Sir Henry: his Inheritance and his Birth The Nevilles had been a great - and openly-perceived - force during the Plantagenet dynasty. But most Nevilles found it wise to tolerate a quieter existence, after the disastrous Wars of the Roses. The last publicly prominent member of their family had emerged during this time. He was Richard Neville (1428 - 1471), Earl of Warwick who, because of his very visible power and influence, gained the title ‘Kingmaker’. While having no wish to be monarch, he moulded himself into a supporter and advisor to whichever contender for the throne he perceived (from time to time during the Wars) as possessing the best combination of hereditary rights and personal qualities. He had also become a leading figure in promoting manufacture and trade, and therefore had the support of merchants as well as courtiers. (He is, of course, heroicised in Shakespeare-Neville’s Henry VI plays.) Yet despite all this he was killed in battle, after which shock the nobles turned to a different family for leadership and guidance.
Dynastically and hereditarily speaking, the Nevilles still possessed the best right to the Throne of England, yet it was another family - the Tudors - who eventually succeeded in gaining the office of Kingship.
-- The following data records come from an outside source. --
use axum::{
    body::Body,
    http::{HeaderName, HeaderValue, StatusCode},
    response::{IntoResponse, Response},
};

use crate::api::ProxyResponse;

/// Write a proxy-integration response back as HTTP, as the gateway would
impl IntoResponse for ProxyResponse {
    fn into_response(self) -> Response {
        let status = StatusCode::from_u16(self.status_code).unwrap_or(StatusCode::INTERNAL_SERVER_ERROR);
        let mut response = match self.body {
            Some(body) => Response::new(Body::from(body)),
            None => Response::new(Body::empty()),
        };
        *response.status_mut() = status;

        for (name, value) in self.headers.unwrap_or_default() {
            match (HeaderName::try_from(name.as_str()), HeaderValue::try_from(value.as_str())) {
                (Ok(name), Ok(value)) => {
                    response.headers_mut().insert(name, value);
                }
                _ => tracing::warn!("Dropping invalid response header {}", name),
            }
        }

        response
    }
}
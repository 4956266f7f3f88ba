use once_cell::sync::Lazy;
use serde::Serialize;
use serde_json::Value;

/// A single alumnus profile. Field order here is the order fields serialize in.
#[derive(Debug, Clone, PartialEq, Eq, Serialize)]
pub struct Alumnus {
    pub id: u32,
    pub uname: String,
    pub first_name: String,
    pub last_name: String,
    pub email: String,
    pub gender: String,
}

impl Alumnus {
    fn new(id: u32, uname: &str, first_name: &str, last_name: &str, email: &str, gender: &str) -> Self {
        Self {
            id,
            uname: uname.to_string(),
            first_name: first_name.to_string(),
            last_name: last_name.to_string(),
            email: email.to_string(),
            gender: gender.to_string(),
        }
    }

    /// Value of a named field, or `None` if the record has no such field
    pub fn field(&self, name: &str) -> Option<Value> {
        match name {
            "id" => Some(Value::from(self.id)),
            "uname" => Some(Value::from(self.uname.as_str())),
            "first_name" => Some(Value::from(self.first_name.as_str())),
            "last_name" => Some(Value::from(self.last_name.as_str())),
            "email" => Some(Value::from(self.email.as_str())),
            "gender" => Some(Value::from(self.gender.as_str())),
            _ => None,
        }
    }
}

// Mock data standing in for a database table; "uname" is assumed unique.
static ALUMNI: Lazy<Vec<Alumnus>> = Lazy::new(|| {
    vec![
        Alumnus::new(1, "johndoe", "John", "Doe", "johndoe@example.com", "male"),
        Alumnus::new(2, "janedoe", "Jane", "Doe", "janedoe@example.com", "Female"),
        Alumnus::new(3, "mds", "Matt", "Smith", "mds@example.com", "Male"),
        Alumnus::new(4, "bobsmith", "Bob", "Smith", "bob@example.com", "Male"),
    ]
});

/// The fixed record set, in lookup order
pub fn alumni() -> &'static [Alumnus] {
    &ALUMNI
}

/// First record whose username equals `uname`
pub fn find_by_uname<'a>(uname: &str, source: &'a [Alumnus]) -> Option<&'a Alumnus> {
    source.iter().find(|alum| alum.uname == uname)
}
pub mod alumnus;

pub use alumnus::{alumni, find_by_uname, Alumnus};
pub mod auth;
pub mod response;

pub use auth::{token_authorizer_middleware, AuthorizerBinding};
The Nevilles could now easily be perceived as a threat to the new dynasty, which fact put them in a dangerous position. As a complex, numerous and potent family, they still maintained enormous private wealth and power, but they now necessarily saw fit to wield that power stealthily and cautiously. Then, quite by a chance of nature, one of the Nevilles possessed a quality that got him quickly noticed at Court. This was Sir Henry’s grandfather, Edward Neville (1485 - 1539) of Addington Park, who bore a remarkable physical resemblance to the Tudor King, Henry VIII. It soon became obvious that Sir Edward was, however, disposed to use his gift for fun as well as possible advantage. This seemed harmless enough at first, for both Sir Edward and the King enjoyed the joke. But Edward Neville went a step too far when he masqueraded as the King himself at a Court party, even deceiving Cardinal Wolsey and thereby obtaining secrets from him. Wolsey was not so light-hearted, and now influenced the King against Sir Edward. Edward Neville, having thus lost power and influence at Court, then started to support his cousin’s claim to the throne. The result was that Edward was beheaded. This reversed what had previously become the traditional Neville roles as friends and advisors to monarchs. The Nevilles now began to emerge in Tudor imagination as potential enemy number one.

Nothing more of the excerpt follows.